(Material for this task)

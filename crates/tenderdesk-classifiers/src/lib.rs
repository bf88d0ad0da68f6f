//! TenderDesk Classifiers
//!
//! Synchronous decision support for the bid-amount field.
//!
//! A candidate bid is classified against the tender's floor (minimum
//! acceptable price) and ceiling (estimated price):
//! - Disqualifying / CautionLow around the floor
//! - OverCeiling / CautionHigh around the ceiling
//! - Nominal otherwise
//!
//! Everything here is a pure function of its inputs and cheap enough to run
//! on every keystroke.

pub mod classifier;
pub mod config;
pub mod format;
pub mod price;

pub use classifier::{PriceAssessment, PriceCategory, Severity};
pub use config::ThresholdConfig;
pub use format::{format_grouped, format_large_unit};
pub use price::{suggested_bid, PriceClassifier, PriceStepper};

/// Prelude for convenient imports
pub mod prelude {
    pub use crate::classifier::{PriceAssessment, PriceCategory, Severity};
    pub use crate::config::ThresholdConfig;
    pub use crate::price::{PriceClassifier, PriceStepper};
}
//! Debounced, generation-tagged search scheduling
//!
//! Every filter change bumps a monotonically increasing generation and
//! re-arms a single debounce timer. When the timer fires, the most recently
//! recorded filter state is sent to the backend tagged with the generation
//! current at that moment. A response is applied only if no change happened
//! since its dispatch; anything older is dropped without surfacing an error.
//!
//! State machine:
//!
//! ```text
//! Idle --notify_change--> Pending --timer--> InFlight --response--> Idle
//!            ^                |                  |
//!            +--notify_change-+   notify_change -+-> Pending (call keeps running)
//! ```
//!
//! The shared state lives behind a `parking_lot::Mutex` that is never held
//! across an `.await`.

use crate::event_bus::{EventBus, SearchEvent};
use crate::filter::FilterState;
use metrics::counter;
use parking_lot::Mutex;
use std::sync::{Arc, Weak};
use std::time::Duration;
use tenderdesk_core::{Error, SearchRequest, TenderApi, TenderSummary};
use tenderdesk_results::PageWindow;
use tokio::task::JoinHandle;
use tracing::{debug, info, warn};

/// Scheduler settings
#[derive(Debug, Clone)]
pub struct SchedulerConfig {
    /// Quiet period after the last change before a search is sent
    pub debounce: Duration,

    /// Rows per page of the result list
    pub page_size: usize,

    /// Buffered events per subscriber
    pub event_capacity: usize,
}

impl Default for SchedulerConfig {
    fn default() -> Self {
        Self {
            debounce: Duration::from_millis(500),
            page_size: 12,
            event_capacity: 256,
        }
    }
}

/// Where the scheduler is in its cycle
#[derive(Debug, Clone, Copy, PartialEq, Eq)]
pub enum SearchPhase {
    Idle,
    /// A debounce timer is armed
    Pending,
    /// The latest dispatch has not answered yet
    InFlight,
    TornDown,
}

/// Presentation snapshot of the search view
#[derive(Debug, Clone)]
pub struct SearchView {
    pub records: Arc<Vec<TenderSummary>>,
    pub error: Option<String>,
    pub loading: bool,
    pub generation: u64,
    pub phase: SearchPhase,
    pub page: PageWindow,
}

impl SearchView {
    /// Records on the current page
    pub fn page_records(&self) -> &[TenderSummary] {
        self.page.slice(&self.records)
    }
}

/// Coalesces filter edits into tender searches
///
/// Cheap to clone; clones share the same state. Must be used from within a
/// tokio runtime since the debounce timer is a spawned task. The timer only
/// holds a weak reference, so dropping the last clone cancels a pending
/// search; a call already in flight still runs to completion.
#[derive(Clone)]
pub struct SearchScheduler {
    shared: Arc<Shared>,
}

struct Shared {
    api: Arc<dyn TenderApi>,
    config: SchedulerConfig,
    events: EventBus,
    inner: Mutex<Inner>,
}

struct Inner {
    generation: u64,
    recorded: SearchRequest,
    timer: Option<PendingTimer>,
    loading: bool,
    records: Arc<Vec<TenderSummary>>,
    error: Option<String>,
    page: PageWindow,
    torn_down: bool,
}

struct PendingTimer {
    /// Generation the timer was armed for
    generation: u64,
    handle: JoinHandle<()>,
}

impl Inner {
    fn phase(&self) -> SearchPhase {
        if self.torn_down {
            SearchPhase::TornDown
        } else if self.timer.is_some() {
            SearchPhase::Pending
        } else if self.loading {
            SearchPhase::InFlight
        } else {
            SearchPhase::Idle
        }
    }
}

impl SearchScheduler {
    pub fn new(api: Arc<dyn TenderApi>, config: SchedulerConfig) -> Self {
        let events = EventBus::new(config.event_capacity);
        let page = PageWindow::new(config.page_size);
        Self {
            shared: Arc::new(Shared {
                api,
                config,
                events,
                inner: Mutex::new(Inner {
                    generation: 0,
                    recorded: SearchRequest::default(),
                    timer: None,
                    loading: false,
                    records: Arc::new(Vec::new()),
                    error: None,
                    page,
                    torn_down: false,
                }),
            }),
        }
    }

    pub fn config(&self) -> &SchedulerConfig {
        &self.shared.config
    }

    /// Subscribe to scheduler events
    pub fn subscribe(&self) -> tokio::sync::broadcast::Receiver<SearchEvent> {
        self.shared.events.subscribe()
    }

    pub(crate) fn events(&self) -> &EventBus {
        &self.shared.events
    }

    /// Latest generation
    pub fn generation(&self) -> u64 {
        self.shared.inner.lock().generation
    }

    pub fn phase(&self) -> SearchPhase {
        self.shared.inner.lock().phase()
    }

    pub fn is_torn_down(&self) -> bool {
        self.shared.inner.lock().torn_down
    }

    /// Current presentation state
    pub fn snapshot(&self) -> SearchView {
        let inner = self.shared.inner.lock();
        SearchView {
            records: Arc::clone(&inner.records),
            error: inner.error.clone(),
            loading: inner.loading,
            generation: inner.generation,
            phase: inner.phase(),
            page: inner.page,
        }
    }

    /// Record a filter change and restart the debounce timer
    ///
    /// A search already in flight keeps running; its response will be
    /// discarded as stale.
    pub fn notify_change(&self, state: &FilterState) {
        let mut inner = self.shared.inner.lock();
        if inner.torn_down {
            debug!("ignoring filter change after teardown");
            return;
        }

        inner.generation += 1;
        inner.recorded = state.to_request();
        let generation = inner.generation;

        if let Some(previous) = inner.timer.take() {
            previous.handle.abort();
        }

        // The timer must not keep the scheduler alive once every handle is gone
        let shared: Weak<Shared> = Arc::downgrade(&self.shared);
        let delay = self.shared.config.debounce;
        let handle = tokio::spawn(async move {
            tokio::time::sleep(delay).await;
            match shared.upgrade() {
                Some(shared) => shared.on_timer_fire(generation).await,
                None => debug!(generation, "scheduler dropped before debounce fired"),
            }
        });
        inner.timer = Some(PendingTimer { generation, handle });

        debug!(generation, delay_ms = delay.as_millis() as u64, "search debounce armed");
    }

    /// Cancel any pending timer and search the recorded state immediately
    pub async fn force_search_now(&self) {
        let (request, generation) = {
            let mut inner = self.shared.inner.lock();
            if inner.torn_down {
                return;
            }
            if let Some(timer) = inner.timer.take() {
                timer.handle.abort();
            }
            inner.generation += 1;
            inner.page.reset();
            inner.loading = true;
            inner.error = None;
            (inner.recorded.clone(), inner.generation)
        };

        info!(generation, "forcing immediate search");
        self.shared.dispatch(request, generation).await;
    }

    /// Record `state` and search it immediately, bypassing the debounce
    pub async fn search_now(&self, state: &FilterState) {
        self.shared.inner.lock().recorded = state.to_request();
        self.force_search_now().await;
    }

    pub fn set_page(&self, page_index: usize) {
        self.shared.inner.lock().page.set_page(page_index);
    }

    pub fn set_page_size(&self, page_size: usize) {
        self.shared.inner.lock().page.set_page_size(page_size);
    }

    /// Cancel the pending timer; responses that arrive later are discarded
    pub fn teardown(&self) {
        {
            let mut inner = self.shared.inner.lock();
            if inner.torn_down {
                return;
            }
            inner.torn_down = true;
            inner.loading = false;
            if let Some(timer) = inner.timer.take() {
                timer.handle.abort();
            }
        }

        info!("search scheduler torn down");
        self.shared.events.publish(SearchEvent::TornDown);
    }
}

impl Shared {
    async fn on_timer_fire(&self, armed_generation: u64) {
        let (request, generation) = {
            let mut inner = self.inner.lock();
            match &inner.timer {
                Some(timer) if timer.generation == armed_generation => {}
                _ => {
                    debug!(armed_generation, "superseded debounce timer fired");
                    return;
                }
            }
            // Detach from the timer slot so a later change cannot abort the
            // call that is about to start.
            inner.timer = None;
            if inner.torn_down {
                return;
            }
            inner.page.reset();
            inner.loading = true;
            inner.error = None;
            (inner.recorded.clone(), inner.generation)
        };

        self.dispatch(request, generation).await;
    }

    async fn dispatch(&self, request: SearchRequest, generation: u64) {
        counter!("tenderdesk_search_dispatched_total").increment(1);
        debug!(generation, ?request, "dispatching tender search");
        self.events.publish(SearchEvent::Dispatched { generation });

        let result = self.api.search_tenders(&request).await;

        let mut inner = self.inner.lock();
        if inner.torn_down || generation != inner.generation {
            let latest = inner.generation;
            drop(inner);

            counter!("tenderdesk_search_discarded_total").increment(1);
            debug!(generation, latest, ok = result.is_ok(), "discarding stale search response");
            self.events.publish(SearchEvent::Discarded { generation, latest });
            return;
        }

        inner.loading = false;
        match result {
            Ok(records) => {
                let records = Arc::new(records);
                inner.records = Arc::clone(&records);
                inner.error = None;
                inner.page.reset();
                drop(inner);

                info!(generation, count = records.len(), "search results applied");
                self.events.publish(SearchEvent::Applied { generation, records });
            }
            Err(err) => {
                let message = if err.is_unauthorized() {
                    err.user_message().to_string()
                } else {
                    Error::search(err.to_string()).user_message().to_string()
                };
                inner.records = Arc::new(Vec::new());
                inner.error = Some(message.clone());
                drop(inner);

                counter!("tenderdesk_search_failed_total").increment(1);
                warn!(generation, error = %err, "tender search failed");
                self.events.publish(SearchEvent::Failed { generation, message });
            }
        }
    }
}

(End Material for this task)
(Material for this task)

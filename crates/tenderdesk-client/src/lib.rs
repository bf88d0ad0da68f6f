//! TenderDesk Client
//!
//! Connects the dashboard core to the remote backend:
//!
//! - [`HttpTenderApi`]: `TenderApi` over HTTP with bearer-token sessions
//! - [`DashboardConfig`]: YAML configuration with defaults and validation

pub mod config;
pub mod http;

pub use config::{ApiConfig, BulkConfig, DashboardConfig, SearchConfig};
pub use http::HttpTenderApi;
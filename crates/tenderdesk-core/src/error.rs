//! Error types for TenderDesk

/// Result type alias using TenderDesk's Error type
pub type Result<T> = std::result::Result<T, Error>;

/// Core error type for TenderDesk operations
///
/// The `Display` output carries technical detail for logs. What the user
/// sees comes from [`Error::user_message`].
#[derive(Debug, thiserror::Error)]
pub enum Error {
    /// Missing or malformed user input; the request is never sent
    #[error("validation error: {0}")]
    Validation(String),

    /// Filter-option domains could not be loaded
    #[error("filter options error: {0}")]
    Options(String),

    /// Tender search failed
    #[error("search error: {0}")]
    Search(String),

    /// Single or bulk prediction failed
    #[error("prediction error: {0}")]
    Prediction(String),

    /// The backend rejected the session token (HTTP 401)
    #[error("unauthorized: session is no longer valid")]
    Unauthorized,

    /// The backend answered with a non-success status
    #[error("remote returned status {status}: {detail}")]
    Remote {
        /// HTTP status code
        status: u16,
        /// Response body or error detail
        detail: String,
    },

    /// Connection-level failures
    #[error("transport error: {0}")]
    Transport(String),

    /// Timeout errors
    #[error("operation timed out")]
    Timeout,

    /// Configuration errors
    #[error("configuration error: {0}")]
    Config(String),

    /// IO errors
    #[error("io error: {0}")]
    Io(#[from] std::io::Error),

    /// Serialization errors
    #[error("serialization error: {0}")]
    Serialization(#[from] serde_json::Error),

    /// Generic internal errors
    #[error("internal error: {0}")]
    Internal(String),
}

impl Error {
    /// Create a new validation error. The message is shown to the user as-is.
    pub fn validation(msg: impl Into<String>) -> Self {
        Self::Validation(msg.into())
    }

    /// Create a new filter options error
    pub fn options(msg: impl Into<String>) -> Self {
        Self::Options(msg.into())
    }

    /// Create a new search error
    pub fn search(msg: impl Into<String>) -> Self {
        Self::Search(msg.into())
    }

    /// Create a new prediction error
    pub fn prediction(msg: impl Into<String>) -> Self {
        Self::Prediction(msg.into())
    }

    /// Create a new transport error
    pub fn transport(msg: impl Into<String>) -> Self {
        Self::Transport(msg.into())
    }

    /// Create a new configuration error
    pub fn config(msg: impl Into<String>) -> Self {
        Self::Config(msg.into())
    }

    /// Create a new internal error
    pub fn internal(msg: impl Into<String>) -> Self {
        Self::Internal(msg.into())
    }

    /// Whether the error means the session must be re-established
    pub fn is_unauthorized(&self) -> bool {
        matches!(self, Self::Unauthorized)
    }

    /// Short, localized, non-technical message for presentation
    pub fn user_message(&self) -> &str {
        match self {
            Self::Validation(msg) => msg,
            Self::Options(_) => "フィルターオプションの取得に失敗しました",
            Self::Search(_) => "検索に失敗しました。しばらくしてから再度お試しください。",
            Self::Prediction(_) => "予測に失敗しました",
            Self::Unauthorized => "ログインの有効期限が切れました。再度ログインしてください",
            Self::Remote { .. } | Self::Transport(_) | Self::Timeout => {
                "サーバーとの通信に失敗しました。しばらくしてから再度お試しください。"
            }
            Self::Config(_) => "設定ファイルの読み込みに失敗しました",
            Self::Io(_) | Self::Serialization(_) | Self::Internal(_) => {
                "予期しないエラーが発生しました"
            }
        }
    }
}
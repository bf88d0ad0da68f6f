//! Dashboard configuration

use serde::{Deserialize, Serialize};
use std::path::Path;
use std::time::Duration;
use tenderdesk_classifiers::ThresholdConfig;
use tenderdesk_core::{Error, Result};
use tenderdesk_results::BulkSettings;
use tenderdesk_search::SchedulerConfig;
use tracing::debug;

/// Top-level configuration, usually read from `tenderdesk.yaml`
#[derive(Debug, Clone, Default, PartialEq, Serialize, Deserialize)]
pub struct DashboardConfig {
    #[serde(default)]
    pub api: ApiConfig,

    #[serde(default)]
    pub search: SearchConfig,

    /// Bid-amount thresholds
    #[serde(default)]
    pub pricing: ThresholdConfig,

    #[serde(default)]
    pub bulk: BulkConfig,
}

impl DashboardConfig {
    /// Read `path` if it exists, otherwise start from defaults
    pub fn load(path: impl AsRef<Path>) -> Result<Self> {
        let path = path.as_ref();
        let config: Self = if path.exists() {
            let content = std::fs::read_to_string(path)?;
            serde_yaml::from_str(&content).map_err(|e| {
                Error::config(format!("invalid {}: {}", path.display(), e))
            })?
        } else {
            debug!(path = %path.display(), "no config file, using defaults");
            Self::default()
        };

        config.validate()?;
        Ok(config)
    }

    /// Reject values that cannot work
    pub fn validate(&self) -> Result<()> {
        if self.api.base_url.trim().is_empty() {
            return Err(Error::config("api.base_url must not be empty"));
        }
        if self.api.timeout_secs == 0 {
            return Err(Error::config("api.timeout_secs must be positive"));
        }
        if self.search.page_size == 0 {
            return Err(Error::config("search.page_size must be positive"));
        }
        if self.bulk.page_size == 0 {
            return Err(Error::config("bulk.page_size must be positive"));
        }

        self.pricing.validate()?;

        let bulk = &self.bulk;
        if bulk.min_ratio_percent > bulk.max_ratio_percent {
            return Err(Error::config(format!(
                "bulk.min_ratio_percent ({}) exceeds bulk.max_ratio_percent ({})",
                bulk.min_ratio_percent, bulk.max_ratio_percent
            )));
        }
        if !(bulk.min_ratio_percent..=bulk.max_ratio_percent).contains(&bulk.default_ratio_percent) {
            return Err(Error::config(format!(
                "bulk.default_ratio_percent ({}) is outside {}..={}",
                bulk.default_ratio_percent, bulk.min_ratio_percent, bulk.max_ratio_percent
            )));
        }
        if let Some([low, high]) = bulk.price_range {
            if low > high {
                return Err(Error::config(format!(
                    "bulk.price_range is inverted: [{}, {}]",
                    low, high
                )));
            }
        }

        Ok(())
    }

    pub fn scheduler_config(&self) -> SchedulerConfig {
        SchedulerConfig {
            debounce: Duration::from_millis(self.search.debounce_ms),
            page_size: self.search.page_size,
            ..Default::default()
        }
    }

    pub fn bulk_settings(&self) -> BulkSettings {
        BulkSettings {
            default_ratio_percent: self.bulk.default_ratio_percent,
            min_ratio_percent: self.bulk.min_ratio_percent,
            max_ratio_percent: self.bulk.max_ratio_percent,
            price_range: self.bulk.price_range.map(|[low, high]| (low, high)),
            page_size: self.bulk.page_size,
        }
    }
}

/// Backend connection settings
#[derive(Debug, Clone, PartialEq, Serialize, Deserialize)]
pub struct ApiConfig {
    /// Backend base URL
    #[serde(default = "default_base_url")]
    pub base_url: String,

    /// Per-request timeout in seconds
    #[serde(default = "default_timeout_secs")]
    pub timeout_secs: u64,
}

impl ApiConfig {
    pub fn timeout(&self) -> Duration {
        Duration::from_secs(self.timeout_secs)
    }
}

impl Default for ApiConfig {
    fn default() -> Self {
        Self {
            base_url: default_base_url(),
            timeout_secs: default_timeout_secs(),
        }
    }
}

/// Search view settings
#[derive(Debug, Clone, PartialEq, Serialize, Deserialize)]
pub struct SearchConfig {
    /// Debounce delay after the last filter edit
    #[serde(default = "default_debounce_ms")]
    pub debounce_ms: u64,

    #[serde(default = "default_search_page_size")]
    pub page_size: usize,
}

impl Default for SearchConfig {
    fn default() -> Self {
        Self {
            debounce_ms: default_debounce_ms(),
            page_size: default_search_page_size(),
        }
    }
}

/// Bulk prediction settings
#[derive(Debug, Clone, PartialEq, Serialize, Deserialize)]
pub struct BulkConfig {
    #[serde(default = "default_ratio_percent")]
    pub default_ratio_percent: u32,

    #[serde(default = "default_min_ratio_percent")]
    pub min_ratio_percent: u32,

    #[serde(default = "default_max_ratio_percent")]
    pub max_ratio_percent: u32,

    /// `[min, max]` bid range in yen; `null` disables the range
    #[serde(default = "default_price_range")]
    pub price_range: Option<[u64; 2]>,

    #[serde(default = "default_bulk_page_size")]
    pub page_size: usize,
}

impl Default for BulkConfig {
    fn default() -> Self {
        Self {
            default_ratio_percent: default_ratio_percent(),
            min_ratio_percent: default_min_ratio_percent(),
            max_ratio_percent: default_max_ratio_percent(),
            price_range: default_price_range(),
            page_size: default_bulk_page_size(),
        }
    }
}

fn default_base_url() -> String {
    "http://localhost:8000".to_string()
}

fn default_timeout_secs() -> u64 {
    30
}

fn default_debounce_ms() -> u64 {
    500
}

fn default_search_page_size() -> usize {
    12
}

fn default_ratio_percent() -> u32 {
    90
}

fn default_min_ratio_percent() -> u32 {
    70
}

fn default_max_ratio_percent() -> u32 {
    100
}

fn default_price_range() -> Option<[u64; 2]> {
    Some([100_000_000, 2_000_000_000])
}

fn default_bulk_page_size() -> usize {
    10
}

(End Material for this task)
(Material for this task)

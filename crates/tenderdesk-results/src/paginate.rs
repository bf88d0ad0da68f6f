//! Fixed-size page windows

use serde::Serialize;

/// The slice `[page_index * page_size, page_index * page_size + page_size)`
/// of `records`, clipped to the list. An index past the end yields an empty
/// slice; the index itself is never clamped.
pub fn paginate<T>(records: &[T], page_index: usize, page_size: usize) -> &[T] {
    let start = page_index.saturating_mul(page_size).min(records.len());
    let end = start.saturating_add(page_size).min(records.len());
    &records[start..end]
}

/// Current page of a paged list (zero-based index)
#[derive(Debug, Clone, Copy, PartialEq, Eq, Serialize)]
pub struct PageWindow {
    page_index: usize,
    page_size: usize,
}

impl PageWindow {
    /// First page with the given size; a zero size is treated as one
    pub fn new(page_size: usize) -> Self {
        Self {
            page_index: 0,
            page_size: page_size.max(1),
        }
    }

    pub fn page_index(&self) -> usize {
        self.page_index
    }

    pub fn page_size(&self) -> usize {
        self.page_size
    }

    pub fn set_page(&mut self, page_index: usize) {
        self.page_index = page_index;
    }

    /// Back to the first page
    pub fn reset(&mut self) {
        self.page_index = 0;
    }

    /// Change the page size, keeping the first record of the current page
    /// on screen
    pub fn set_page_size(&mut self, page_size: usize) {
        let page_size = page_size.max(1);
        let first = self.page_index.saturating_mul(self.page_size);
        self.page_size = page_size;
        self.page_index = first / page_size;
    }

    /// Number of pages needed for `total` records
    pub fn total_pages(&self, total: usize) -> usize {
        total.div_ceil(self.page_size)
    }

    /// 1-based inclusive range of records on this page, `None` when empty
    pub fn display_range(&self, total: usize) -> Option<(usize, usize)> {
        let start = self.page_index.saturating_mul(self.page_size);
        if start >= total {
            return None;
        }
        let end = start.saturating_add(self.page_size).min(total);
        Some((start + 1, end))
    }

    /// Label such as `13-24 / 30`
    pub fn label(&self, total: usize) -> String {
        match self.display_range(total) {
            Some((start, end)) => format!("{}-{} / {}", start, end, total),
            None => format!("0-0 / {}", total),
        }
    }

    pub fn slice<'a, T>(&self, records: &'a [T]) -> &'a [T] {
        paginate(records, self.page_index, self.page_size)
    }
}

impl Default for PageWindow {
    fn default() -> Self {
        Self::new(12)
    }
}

(End Material for this task)

Work instructions:
State the number of lines in the data that include the string "path", and add nothing else.

Result of the exercise:
8